(RECORDS SUPPLIED begins)

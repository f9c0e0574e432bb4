//! Rule-based valence scoring.
//!
//! Each known word carries a valence in roughly [-4, 4]. Word scores are
//! adjusted for preceding boosters and negations, capitalised emphasis and
//! a contrastive "but", then summed and squashed into a compound score in
//! [-1, 1]. The positive/negative/neutral shares describe how much of the
//! text carried each polarity.

use serde::{Deserialize, Serialize};
use std::collections::HashMap;

const BOOSTER_INCREMENT: f64 = 0.293;
const CAPS_INCREMENT: f64 = 0.733;
const NEGATION_SCALAR: f64 = -0.74;
const EXCLAMATION_INCREMENT: f64 = 0.292;
const QUESTION_INCREMENT: f64 = 0.18;
const MAX_QUESTION_EMPHASIS: f64 = 0.96;
/// Normalization constant for the compound score.
const ALPHA: f64 = 15.0;

/// General-purpose market and news vocabulary.
const BASE_LEXICON: &[(&str, f64)] = &[
    ("good", 1.9),
    ("great", 3.1),
    ("excellent", 2.7),
    ("amazing", 2.8),
    ("awesome", 3.1),
    ("best", 3.2),
    ("better", 1.9),
    ("positive", 2.6),
    ("strong", 2.3),
    ("stronger", 2.1),
    ("gain", 2.4),
    ("gains", 2.1),
    ("growth", 1.6),
    ("grow", 1.8),
    ("grows", 1.8),
    ("profit", 1.9),
    ("profits", 1.9),
    ("win", 2.8),
    ("wins", 2.7),
    ("winning", 2.4),
    ("success", 2.7),
    ("successful", 2.8),
    ("successfully", 2.2),
    ("record", 1.1),
    ("rally", 2.0),
    ("rallies", 2.0),
    ("surge", 1.8),
    ("surges", 1.8),
    ("soar", 2.2),
    ("soars", 2.2),
    ("jump", 1.2),
    ("jumps", 1.2),
    ("rise", 1.3),
    ("rises", 1.3),
    ("boost", 1.7),
    ("boosts", 1.7),
    ("recover", 1.6),
    ("recovery", 1.4),
    ("rebound", 1.3),
    ("approve", 2.2),
    ("approves", 2.2),
    ("approved", 1.8),
    ("approval", 2.2),
    ("accept", 1.6),
    ("accepts", 1.6),
    ("support", 1.7),
    ("supports", 1.7),
    ("partnership", 1.5),
    ("upgrade", 1.5),
    ("optimistic", 2.3),
    ("optimism", 2.5),
    ("confidence", 2.3),
    ("confident", 2.2),
    ("opportunity", 1.8),
    ("innovation", 1.6),
    ("innovative", 1.7),
    ("secure", 1.4),
    ("safe", 1.9),
    ("benefit", 2.0),
    ("benefits", 1.6),
    ("happy", 2.7),
    ("love", 3.2),
    ("like", 1.5),
    ("welcome", 2.0),
    ("welcomes", 1.9),
    ("celebrate", 2.7),
    ("bad", -2.5),
    ("worse", -2.1),
    ("worst", -3.1),
    ("terrible", -2.1),
    ("awful", -2.0),
    ("negative", -2.7),
    ("weak", -1.9),
    ("weaker", -1.9),
    ("loss", -1.3),
    ("losses", -1.7),
    ("lose", -1.7),
    ("loses", -1.3),
    ("lost", -1.3),
    ("fall", -1.1),
    ("falls", -1.1),
    ("drop", -1.1),
    ("drops", -1.1),
    ("decline", -1.1),
    ("declines", -1.1),
    ("slump", -2.0),
    ("slumps", -2.0),
    ("tumble", -1.7),
    ("tumbles", -1.7),
    ("sink", -1.5),
    ("sinks", -1.5),
    ("collapse", -2.7),
    ("collapses", -2.7),
    ("fear", -2.2),
    ("fears", -1.8),
    ("panic", -2.3),
    ("risk", -1.1),
    ("risks", -1.1),
    ("risky", -1.4),
    ("warning", -1.4),
    ("warns", -0.4),
    ("threat", -2.4),
    ("threatens", -2.0),
    ("concern", -1.2),
    ("concerns", -1.2),
    ("worry", -1.9),
    ("worries", -1.9),
    ("uncertainty", -1.4),
    ("volatile", -1.1),
    ("ban", -2.6),
    ("bans", -2.6),
    ("banned", -2.0),
    ("reject", -1.7),
    ("rejects", -1.7),
    ("rejected", -2.3),
    ("lawsuit", -1.8),
    ("sue", -1.6),
    ("sues", -1.6),
    ("investigation", -1.1),
    ("crackdown", -1.9),
    ("penalty", -2.0),
    ("fine", 0.8),
    ("fined", -1.5),
    ("bankruptcy", -2.5),
    ("bankrupt", -2.6),
    ("default", -1.5),
    ("exploit", -1.5),
    ("exploited", -2.0),
    ("vulnerability", -1.6),
    ("breach", -1.8),
    ("stolen", -2.2),
    ("steal", -2.2),
    ("theft", -2.5),
    ("attack", -2.1),
    ("attacked", -2.0),
    ("fail", -2.5),
    ("fails", -1.8),
    ("failed", -2.3),
    ("failure", -2.3),
    ("problem", -1.7),
    ("problems", -1.7),
    ("trouble", -1.8),
    ("crisis", -3.1),
    ("recession", -2.1),
    ("sell-off", -1.4),
    ("selloff", -1.4),
    ("losing", -1.6),
    ("plummet", -2.4),
    ("plummets", -2.4),
    ("warned", -1.2),
    ("delay", -1.3),
    ("delayed", -1.2),
    ("hate", -2.7),
    ("sad", -2.1),
    ("angry", -2.3),
];

/// Crypto-market vocabulary layered over the base lexicon.
pub const CRYPTO_LEXICON: &[(&str, f64)] = &[
    ("moon", 3.0),
    ("mooning", 3.0),
    ("bullish", 2.5),
    ("pump", 2.0),
    ("hodl", 1.5),
    ("adoption", 2.0),
    ("institutional", 2.0),
    ("halving", 1.5),
    ("defi", 1.0),
    ("breakout", 2.0),
    ("dump", -3.0),
    ("crash", -3.0),
    ("scam", -3.0),
    ("hack", -3.0),
    ("bearish", -2.5),
    ("plunge", -2.5),
    ("fraud", -3.0),
    ("bubble", -2.0),
    ("fud", -1.5),
    ("rekt", -2.5),
];

const BOOSTERS_UP: &[&str] = &[
    "absolutely",
    "amazingly",
    "completely",
    "considerably",
    "decidedly",
    "deeply",
    "enormously",
    "entirely",
    "especially",
    "exceptionally",
    "extremely",
    "greatly",
    "highly",
    "hugely",
    "incredibly",
    "intensely",
    "majorly",
    "massively",
    "more",
    "most",
    "particularly",
    "purely",
    "quite",
    "really",
    "remarkably",
    "so",
    "substantially",
    "thoroughly",
    "totally",
    "tremendously",
    "unbelievably",
    "utterly",
    "very",
];

const BOOSTERS_DOWN: &[&str] = &[
    "almost",
    "barely",
    "hardly",
    "less",
    "little",
    "marginally",
    "occasionally",
    "partly",
    "scarcely",
    "slightly",
    "somewhat",
];

const NEGATIONS: &[&str] = &[
    "aint", "arent", "cannot", "cant", "couldnt", "didnt", "doesnt", "dont", "hadnt", "hasnt",
    "havent", "isnt", "neither", "never", "no", "nobody", "none", "nor", "not", "nothing",
    "nowhere", "shouldnt", "wasnt", "werent", "without", "wont", "wouldnt",
];

pub(crate) fn is_negation(word: &str) -> bool {
    NEGATIONS.contains(&word) || word.ends_with("n't")
}

/// Valence shares and the normalized compound score.
#[derive(Debug, Clone, Copy, Default, PartialEq, Serialize, Deserialize)]
pub struct ValenceScores {
    pub neg: f64,
    pub neu: f64,
    pub pos: f64,
    /// In [-1, 1].
    pub compound: f64,
}

#[derive(Debug, Clone)]
pub struct LexiconAnalyzer {
    lexicon: HashMap<String, f64>,
}

impl Default for LexiconAnalyzer {
    fn default() -> Self {
        Self::new()
    }
}

impl LexiconAnalyzer {
    /// Base vocabulary with the crypto terms applied on top.
    pub fn new() -> Self {
        let mut analyzer = Self {
            lexicon: BASE_LEXICON
                .iter()
                .map(|(w, v)| (w.to_string(), *v))
                .collect(),
        };
        analyzer.extend(CRYPTO_LEXICON.iter().map(|(w, v)| (w.to_string(), *v)));
        analyzer
    }

    /// Add or override word valences.
    pub fn extend(&mut self, words: impl IntoIterator<Item = (String, f64)>) {
        for (word, valence) in words {
            self.lexicon.insert(word.to_lowercase(), valence);
        }
    }

    pub fn valence(&self, word: &str) -> Option<f64> {
        self.lexicon.get(word).copied()
    }

    pub fn polarity_scores(&self, text: &str) -> ValenceScores {
        let tokens = tokenize(text);
        if tokens.is_empty() {
            return ValenceScores::default();
        }
        let lowered: Vec<String> = tokens.iter().map(|t| t.to_lowercase()).collect();
        let caps_differ = caps_differential(&tokens);

        let mut sentiments: Vec<f64> = tokens
            .iter()
            .enumerate()
            .map(|(i, token)| self.word_valence(i, token, &tokens, &lowered, caps_differ))
            .collect();

        if let Some(but) = lowered.iter().position(|w| w == "but") {
            for (i, s) in sentiments.iter_mut().enumerate() {
                if i < but {
                    *s *= 0.5;
                } else if i > but {
                    *s *= 1.5;
                }
            }
        }

        score_valence(&sentiments, text)
    }

    fn word_valence(
        &self,
        i: usize,
        token: &str,
        tokens: &[&str],
        lowered: &[String],
        caps_differ: bool,
    ) -> f64 {
        let word = lowered[i].as_str();
        if booster_scalar(word).is_some() {
            return 0.0;
        }
        let Some(mut valence) = self.valence(word) else {
            return 0.0;
        };

        if caps_differ && is_all_caps(token) {
            valence += CAPS_INCREMENT * valence.signum();
        }

        let mut negated = false;
        for distance in 1..=3 {
            let Some(j) = i.checked_sub(distance) else {
                break;
            };
            let previous = lowered[j].as_str();
            if self.valence(previous).is_none() {
                if let Some(mut scalar) = booster_scalar(previous) {
                    if valence < 0.0 {
                        scalar = -scalar;
                    }
                    if caps_differ && is_all_caps(tokens[j]) {
                        scalar += CAPS_INCREMENT * valence.signum();
                    }
                    scalar *= match distance {
                        1 => 1.0,
                        2 => 0.95,
                        _ => 0.9,
                    };
                    valence += scalar;
                }
            }
            if is_negation(previous) {
                negated = true;
            }
        }
        if negated {
            valence *= NEGATION_SCALAR;
        }
        valence
    }
}

/// Words with surrounding punctuation removed; single characters dropped.
fn tokenize(text: &str) -> Vec<&str> {
    text.split_whitespace()
        .map(|w| w.trim_matches(|c: char| !c.is_alphanumeric() && c != '\''))
        .filter(|w| w.chars().count() > 1)
        .collect()
}

fn is_all_caps(token: &str) -> bool {
    token.chars().any(|c| c.is_alphabetic()) && token == token.to_uppercase()
}

/// Some, but not all, tokens are capitalised.
fn caps_differential(tokens: &[&str]) -> bool {
    let caps = tokens.iter().filter(|t| is_all_caps(t)).count();
    caps > 0 && caps < tokens.len()
}

fn booster_scalar(word: &str) -> Option<f64> {
    if BOOSTERS_UP.contains(&word) {
        Some(BOOSTER_INCREMENT)
    } else if BOOSTERS_DOWN.contains(&word) {
        Some(-BOOSTER_INCREMENT)
    } else {
        None
    }
}

fn punctuation_emphasis(text: &str) -> f64 {
    let exclamations = text.matches('!').count().min(4) as f64 * EXCLAMATION_INCREMENT;
    let questions = text.matches('?').count();
    let question_emphasis = match questions {
        0 | 1 => 0.0,
        2 | 3 => questions as f64 * QUESTION_INCREMENT,
        _ => MAX_QUESTION_EMPHASIS,
    };
    exclamations + question_emphasis
}

/// x / sqrt(x^2 + alpha), clamped to [-1, 1].
pub fn normalize(score: f64) -> f64 {
    (score / (score * score + ALPHA).sqrt()).clamp(-1.0, 1.0)
}

fn score_valence(sentiments: &[f64], text: &str) -> ValenceScores {
    if sentiments.is_empty() {
        return ValenceScores::default();
    }
    let emphasis = punctuation_emphasis(text);
    let mut total: f64 = sentiments.iter().sum();
    if total > 0.0 {
        total += emphasis;
    } else if total < 0.0 {
        total -= emphasis;
    }

    let mut pos_sum = 0.0;
    let mut neg_sum = 0.0;
    let mut neutral = 0.0;
    for s in sentiments {
        if *s > 0.0 {
            pos_sum += s + 1.0;
        } else if *s < 0.0 {
            neg_sum += s - 1.0;
        } else {
            neutral += 1.0;
        }
    }
    if pos_sum > neg_sum.abs() {
        pos_sum += emphasis;
    } else if pos_sum < neg_sum.abs() {
        neg_sum -= emphasis;
    }

    let denominator = pos_sum + neg_sum.abs() + neutral;
    ValenceScores {
        neg: (neg_sum / denominator).abs(),
        neu: neutral / denominator,
        pos: pos_sum / denominator,
        compound: if total == 0.0 { 0.0 } else { normalize(total) },
    }
}

#[cfg(test)]
mod tests {
    use super::*;

    fn compound(text: &str) -> f64 {
        LexiconAnalyzer::new().polarity_scores(text).compound
    }

    #[test]
    fn test_single_word() {
        let scores = LexiconAnalyzer::new().polarity_scores("bitcoin is bullish");
        assert!((scores.compound - 2.5 / (2.5f64 * 2.5 + 15.0).sqrt()).abs() < 1e-10);
        assert!((scores.pos + scores.neu + scores.neg - 1.0).abs() < 1e-10);
        assert!((scores.neu - 2.0 / 5.5).abs() < 1e-10);
    }

    #[test]
    fn test_unknown_words_are_neutral() {
        let scores = LexiconAnalyzer::new().polarity_scores("the network processed blocks");
        assert!((scores.compound - 0.0).abs() < 1e-12);
        assert!((scores.neu - 1.0).abs() < 1e-12);
        assert_eq!(LexiconAnalyzer::new().polarity_scores(""), ValenceScores::default());
    }

    #[test]
    fn test_negation_flips() {
        assert!(compound("bitcoin is not bullish") < 0.0);
        assert!(compound("this isn't a scam") > 0.0);
    }

    #[test]
    fn test_boosters() {
        assert!(compound("very bullish") > compound("bullish"));
        assert!(compound("slightly bullish") < compound("bullish"));
        assert!(compound("very bearish") < compound("bearish"));
    }

    #[test]
    fn test_exclamation_and_caps() {
        assert!(compound("bullish!!!") > compound("bullish"));
        assert!(compound("bitcoin is BULLISH") > compound("bitcoin is bullish"));
        // all caps carries no differential emphasis
        assert!((compound("BITCOIN IS BULLISH") - compound("bitcoin is bullish")).abs() < 1e-12);
    }

    #[test]
    fn test_but_shifts_weight() {
        assert!(compound("good news but bad timing") < 0.0);
        assert!(compound("bad start but great finish") > 0.0);
    }

    #[test]
    fn test_crypto_terms_override() {
        let analyzer = LexiconAnalyzer::new();
        assert_eq!(analyzer.valence("crash"), Some(-3.0));
        assert_eq!(analyzer.valence("moon"), Some(3.0));
        let mut custom = LexiconAnalyzer::new();
        custom.extend([("Airdrop".to_string(), 1.2)]);
        assert_eq!(custom.valence("airdrop"), Some(1.2));
    }

    #[test]
    fn test_normalize_bounds() {
        assert!(normalize(1e6) <= 1.0);
        assert!(normalize(-1e6) >= -1.0);
        assert!((normalize(0.0) - 0.0).abs() < 1e-12);
    }
}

(RECORDS SUPPLIED ends)

## EXERCISE PROMPT
Repeat the material exactly. Begin with its first line and end with the line that has "use std::collections::HashMap;".

## OUTPUT OF THE TASK
repository f9c0e0574e432bb4
//! Rule-based valence scoring.
//!
//! Each known word carries a valence in roughly [-4, 4]. Word scores are
//! adjusted for preceding boosters and negations, capitalised emphasis and
//! a contrastive "but", then summed and squashed into a compound score in
//! [-1, 1]. The positive/negative/neutral shares describe how much of the
//! text carried each polarity.

use serde::{Deserialize, Serialize};
use std::collections::HashMap;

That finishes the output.